Шрифт:
Интервал:
Закладка:
Но не таков был Фолкнер, чтобы просто отказаться от мечты. Не удалось совершить героический подвиг — надо изобрести его. Еще из Канады он шлет письма домой, в которых изображает, с присущей ему фантазией, опасности профессии: один из полетов будто бы едва не кончился трагически, впрочем, все обошлось, отделался ушибами. Год спустя этот эпизод, вероятнее всего придуманный, будет описан в первом опубликованном Фолкнером прозаическом сочинении — рассказе «Благополучная посадка». Далее миф, при ближайшем участии самого героя, начнет обрастать подробностями: вылет в зону превратится в боевое задание, расквашенный нос — в рану, полученную на фронте, и т. д. Усилия не пропали даром. В американском справочнике «Писатели XX века» (1942) можно прочитать: «От летаргии Фолкнера пробудила первая мировая война. Полеты завладели его воображением, и он отправился в Торонто, где получил чин лейтенанта Королевского военно-воздушного флота. Биографы, утверждающие, что на более близкое расстояние к Франции он и не подлетал, заблуждаются. Его послали во Францию в качестве пилота-наблюдателя, на его глазах сбили два самолета, а затем он и сам был ранен и вернулся в Оксфорд только после перемирия». Можно допустить, что, именно эти строки прочитав, Фолкнер опомнился. Просматривая четыре года спустя очерк, которым предполагалось сопроводить собрание сочинений, Фолкнер просит его автора, Малкольма Каули, убрать описания военных подвигов. Каули согласился, хотя и не особенно охотно, ибо, писал он, «я уже сжился с мыслью о Фолкнере как о «раненом писателе» своего поколения, рядом с Хемингуэем и другими».

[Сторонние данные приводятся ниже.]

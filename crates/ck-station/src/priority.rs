//! Express-lane discipline: short baskets overtake a trailing run of long ones.
//!
//! # Insertion rule
//!
//! A queued ticket is *long-basket* when it holds more than
//! `max_priority_items` items.  A new customer is appended at the tail when
//!
//! - the queue is empty, or
//! - the customer is long-basket themselves, or
//! - the tail ticket is not long-basket.
//!
//! Otherwise the customer is inserted directly in front of the first
//! long-basket ticket, scanning from the head.  This is a one-time jump: once
//! placed, a ticket keeps its relative position like any FIFO entry.
//!
//! Because short customers only ever land in front of long ones, a queue fed
//! exclusively through this rule always has the shape
//! `[short…, long…]`; the first long-basket ticket is therefore also the start
//! of the trailing long run.

use std::collections::VecDeque;

use crate::{Discipline, Ticket};

/// Threshold used by the stock configurations.
pub const DEFAULT_MAX_PRIORITY_ITEMS: u32 = 5;

/// A [`Discipline`] that lets customers with at most `max_priority_items`
/// items jump ahead of long baskets.
#[derive(Copy, Clone, Debug)]
pub struct Priority {
    pub max_priority_items: u32,
}

impl Priority {
    pub fn new(max_priority_items: u32) -> Self {
        Self { max_priority_items }
    }

    #[inline]
    fn is_long(&self, items: u32) -> bool {
        items > self.max_priority_items
    }
}

impl Default for Priority {
    fn default() -> Self {
        Self::new(DEFAULT_MAX_PRIORITY_ITEMS)
    }
}

impl Discipline for Priority {
    fn kind(&self) -> &'static str {
        "priority"
    }

    fn insertion_index(&self, queue: &VecDeque<Ticket>, items: u32) -> usize {
        let tail_is_long = queue.back().is_some_and(|t| self.is_long(t.items));
        if self.is_long(items) || !tail_is_long {
            return queue.len();
        }
        queue
            .iter()
            .position(|t| self.is_long(t.items))
            .unwrap_or(queue.len())
    }
}
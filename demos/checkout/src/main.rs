//! checkout — compare station line-ups on one day of customers.
//!
//! Loads a scenario file (or generates a seeded random one), prints the
//! customer statistics, then simulates the day once per station preset and
//! reports the per-station results to the terminal and to CSV.
//!
//! ```text
//! checkout --customers 250 --avg-items 8 --seed 42
//! checkout --scenario saturday.json --preset mixed --preset custom
//! RUST_LOG=ck_sim=debug checkout
//! ```

mod presets;

use std::io;
use std::path::PathBuf;
use std::time::Instant;

use anyhow::{Context, Result};
use clap::Parser;
use tracing::info;
use tracing_subscriber::EnvFilter;

use ck_core::{SimConfig, SimTime};
use ck_output::{CsvReport, CustomerStats, ReportObserver, TextReport, write_customer_stats};
use ck_scenario::{
    Scenario, ScenarioGenerator, load_scenario_json, sample_catalogue, save_scenario_json,
};
use ck_sim::{ShortestExpectedWait, SupermarketBuilder};
use ck_station::DEFAULT_MAX_PRIORITY_ITEMS;

use presets::Preset;

// ── Command line ──────────────────────────────────────────────────────────────

#[derive(Parser)]
#[command(name = "checkout")]
#[command(about = "Checkout floor simulator: compare FIFO and priority stations", long_about = None)]
struct Cli {
    /// Scenario JSON file; a random scenario is generated when omitted
    #[arg(short, long)]
    scenario: Option<PathBuf>,

    /// Number of generated customers
    #[arg(long, default_value_t = 250)]
    customers: usize,

    /// Average basket size of generated customers
    #[arg(long, default_value_t = 8)]
    avg_items: u32,

    /// Seed for the customer generator
    #[arg(long, default_value_t = 42)]
    seed: u64,

    /// Opening time of a generated scenario (HH:MM[:SS])
    #[arg(long, default_value = "08:00")]
    open: SimTime,

    /// Closing time of a generated scenario (HH:MM[:SS])
    #[arg(long, default_value = "20:00")]
    close: SimTime,

    /// Station line-ups to simulate (repeatable); all four when omitted
    #[arg(short, long, value_enum)]
    preset: Vec<Preset>,

    /// Item count up to which a customer counts as a short basket
    #[arg(long, default_value_t = DEFAULT_MAX_PRIORITY_ITEMS)]
    max_priority_items: u32,

    /// Also write the simulated scenario to this JSON file
    #[arg(long)]
    save_scenario: Option<PathBuf>,

    /// Directory for the CSV reports
    #[arg(short, long, default_value = "output/checkout")]
    output: PathBuf,

    /// Enable verbose logging
    #[arg(short, long)]
    verbose: bool,
}

// ── Setup ─────────────────────────────────────────────────────────────────────

fn init_logging(verbose: bool) {
    let level = if verbose { "debug" } else { "info" };
    let filter = EnvFilter::try_from_default_env().unwrap_or_else(|_| EnvFilter::new(level));
    tracing_subscriber::fmt()
        .with_env_filter(filter)
        .with_target(false)
        .with_writer(io::stderr)
        .init();
}

fn scenario_from(cli: &Cli) -> Result<Scenario> {
    if let Some(path) = &cli.scenario {
        return load_scenario_json(path)
            .with_context(|| format!("loading scenario {}", path.display()));
    }

    let config = SimConfig::new(cli.open, cli.close);
    let name = format!("random-{}x{}-seed{}", cli.customers, cli.avg_items, cli.seed);
    let mut scenario = Scenario::new(name, config).with_products(sample_catalogue());
    ScenarioGenerator::seeded(cli.seed)
        .add_random_customers(&mut scenario, cli.customers, cli.avg_items)
        .context("generating customers")?;
    info!(customers = scenario.customers.len(), seed = cli.seed, "scenario generated");
    Ok(scenario)
}

// ── main ──────────────────────────────────────────────────────────────────────

fn main() -> Result<()> {
    let cli = Cli::parse();
    init_logging(cli.verbose);

    // 1. Input.
    let scenario = scenario_from(&cli)?;
    if let Some(path) = &cli.save_scenario {
        save_scenario_json(&scenario, path)
            .with_context(|| format!("saving scenario {}", path.display()))?;
    }

    let mut stdout = io::stdout().lock();
    let stats = CustomerStats::from_customers(&scenario.customers);
    write_customer_stats(&mut stdout, &scenario.name, &scenario.config, &scenario.products, &stats)?;
    drop(stdout);

    // 2. Output: CSV files plus the terminal table.
    std::fs::create_dir_all(&cli.output)
        .with_context(|| format!("creating {}", cli.output.display()))?;
    let writer = (CsvReport::new(&cli.output)?, TextReport::new(io::stdout()));
    let mut obs = ReportObserver::new(writer);

    // 3. One simulated day per preset.
    let presets = if cli.preset.is_empty() { Preset::ALL.to_vec() } else { cli.preset.clone() };
    for preset in presets {
        let mut market = SupermarketBuilder::new(scenario.config, ShortestExpectedWait)
            .stations(preset.stations(cli.max_priority_items))
            .build()?;

        obs.begin_run(preset.label());
        let t0 = Instant::now();
        market
            .simulate(&scenario.customers, &mut obs)
            .with_context(|| format!("simulating preset {}", preset.label()))?;
        info!(
            preset = preset.label(),
            elapsed_ms = t0.elapsed().as_millis() as u64,
            "run complete"
        );
    }

    obs.finish().context("writing reports")?;
    println!("\nCSV reports written to {}", cli.output.display());
    Ok(())
}
//! Fluent builder for constructing a [`Supermarket`].

use ck_core::SimConfig;
use ck_station::Station;

use crate::{SimError, SimResult, StationChooser, Supermarket};

/// Fluent builder for [`Supermarket<C>`].
///
/// # Required inputs
///
/// - [`SimConfig`] — opening hours and overtime allowance
/// - `C: StationChooser` — the routing rule (e.g. [`ShortestExpectedWait`])
/// - at least one [`Station`]
///
/// [`ShortestExpectedWait`]: crate::ShortestExpectedWait
///
/// # Example
///
/// ```rust,ignore
/// let market = SupermarketBuilder::new(config, ShortestExpectedWait)
///     .station(Station::fifo("FIFO-1"))
///     .station(Station::fifo("FIFO-2"))
///     .station(Station::priority("PRIO", 5))
///     .build()?;
/// ```
pub struct SupermarketBuilder<C: StationChooser> {
    config:   SimConfig,
    chooser:  C,
    stations: Vec<Station>,
}

impl<C: StationChooser> SupermarketBuilder<C> {
    pub fn new(config: SimConfig, chooser: C) -> Self {
        Self { config, chooser, stations: Vec::new() }
    }

    /// Add one station.  Stations keep the order they are added in; that
    /// order is the [`StationId`][ck_core::StationId] numbering.
    pub fn station(mut self, station: Station) -> Self {
        self.stations.push(station);
        self
    }

    /// Add several stations at once.
    pub fn stations(mut self, stations: impl IntoIterator<Item = Station>) -> Self {
        self.stations.extend(stations);
        self
    }

    /// Validate the opening hours and the station set and return a
    /// ready-to-run [`Supermarket`].
    pub fn build(self) -> SimResult<Supermarket<C>> {
        self.config.validate()?;
        if self.stations.is_empty() {
            return Err(SimError::NoStations);
        }
        Ok(Supermarket {
            config:   self.config,
            chooser:  self.chooser,
            stations: self.stations,
        })
    }
}
//! `ck-station` — the checkout station engine.
//!
//! # Crate layout
//!
//! | Module         | Contents                                                     |
//! |----------------|--------------------------------------------------------------|
//! | [`station`]    | `Station` — clock, queue, in-service slot, statistics        |
//! | [`discipline`] | `Discipline` trait (admission position, service time)        |
//! | [`fifo`]       | `Fifo` — strict arrival order                                |
//! | [`priority`]   | `Priority` — short baskets jump a trailing run of long ones  |
//! | [`service`]    | `ServiceModel` — linear checkout-time model                  |
//! | [`ticket`]     | `Ticket` — a customer's queue entry                          |
//! | [`error`]      | `StationError`, `StationResult<T>`                           |
//!
//! # Design notes
//!
//! There is exactly one time-accounting algorithm,
//! [`Station::advance_to`].  Disciplines only decide *where* a new ticket is
//! inserted.  The expected-wait estimate asks the same
//! [`Discipline::insertion_index`] the admission uses, so the estimate can
//! never disagree with where the customer would actually end up.
//!
//! All counters are private to `Station` and change only in
//! [`restart`][Station::restart], [`admit`][Station::admit],
//! [`advance_to`][Station::advance_to] and
//! [`finish_day`][Station::finish_day].  After any of them:
//!
//! ```text
//! total_idle_time == total_at_work - total_work_time
//! ```

pub mod discipline;
pub mod error;
pub mod fifo;
pub mod priority;
pub mod service;
pub mod station;
pub mod ticket;


pub use discipline::Discipline;
pub use error::{StationError, StationResult};
pub use fifo::Fifo;
pub use priority::{DEFAULT_MAX_PRIORITY_ITEMS, Priority};
pub use service::ServiceModel;
pub use station::{Admission, Station, StationPhase};
pub use ticket::Ticket;
//! Simulation observer trait for progress reporting and data collection.

use ck_core::{Customer, SimTime, StationId};
use ck_station::{Admission, Station};

/// Callbacks invoked by [`Supermarket::simulate`][crate::Supermarket::simulate]
/// at key points of the day.
///
/// All methods have default no-op implementations so implementors only need to
/// override what they care about.
///
/// # Example — admission counter
///
/// ```rust,ignore
/// struct Counter { queued: usize }
///
/// impl SimObserver for Counter {
///     fn on_admit(&mut self, _c: &Customer, _s: StationId, a: Admission) {
///         if matches!(a, Admission::Queued { .. }) {
///             self.queued += 1;
///         }
///     }
/// }
/// ```
pub trait SimObserver {
    /// Called once after every station has been restarted at `open`.
    fn on_open(&mut self, _open: SimTime, _stations: &[Station]) {}

    /// Called after the chosen station has admitted `customer`.
    fn on_admit(&mut self, _customer: &Customer, _station: StationId, _admission: Admission) {}

    /// Called once after the overtime drain and correction.
    ///
    /// Provides read-only access to the final station state so that report
    /// writers can record results without the driver knowing any format.
    fn on_close(&mut self, _closing: SimTime, _stations: &[Station]) {}
}

/// A [`SimObserver`] that does nothing.  Use when you need to call
/// `simulate` but don't want callbacks.
pub struct NoopObserver;

impl SimObserver for NoopObserver {}
//! `ck-output` — reports for the checkout simulator.
//!
//! Two backends implement [`ReportWriter`]:
//!
//! | Backend        | Destination                                           |
//! |----------------|-------------------------------------------------------|
//! | [`CsvReport`]  | `station_results.csv`, `run_totals.csv` in a directory |
//! | [`TextReport`] | aligned table on any `io::Write` (usually stdout)     |
//!
//! Both are driven by [`ReportObserver`], which implements
//! `ck_sim::SimObserver` and turns the final station state of each run into
//! [`StationReportRow`]s plus one [`TotalsRow`].
//!
//! [`CustomerStats`] summarises the input side (customers, items, most
//! bought product per zip code) and needs no simulation at all.
//!
//! # Usage
//!
//! ```rust,ignore
//! use ck_output::{CsvReport, ReportObserver};
//!
//! let mut obs = ReportObserver::new(CsvReport::new(Path::new("./output"))?);
//! obs.begin_run("FIFO");
//! market.simulate(&customers, &mut obs)?;
//! let writer = obs.finish()?;
//! ```

pub mod csv;
pub mod error;
pub mod observer;
pub mod row;
pub mod stats;
pub mod text;
pub mod writer;

#[cfg(test)]
mod tests;

pub use csv::CsvReport;
pub use error::{OutputError, OutputResult};
pub use observer::ReportObserver;
pub use row::{StationReportRow, TotalsRow};
pub use stats::{CustomerStats, TopProduct};
pub use text::{TextReport, write_customer_stats};
pub use writer::ReportWriter;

Но расстался с легендой Фолкнер только в сороковых, когда уже не было никакой нужды сочинять героическую биографию, искать, запоздало тягаясь с Байроном, свое Миссолунги или, равняясь на Хемингуэя, свой Мадрид или Арденны.
Молодой же Фолкнер настойчиво окружает себя аурой ветерана. В начале 1919 года на улочках Оксфорда появляется человек в потертом офицерском мундире; в руках, как мы уже знаем, — палочка, а в глазах — печаль, невыразимая тоска: так выглядят люди, столкнувшиеся со смертью лицом к лицу и уж не ждущие от мира никакого добра, никакой пощады.
Это была распространенная поза. Сам же Каули, фолкнеровский сверстник, вспоминает, что «в те годы смерть оказывала на молодежь странно-магнетическое воздействие… В представлении американских писателей нового поколения она превратилась в романтическую мечту».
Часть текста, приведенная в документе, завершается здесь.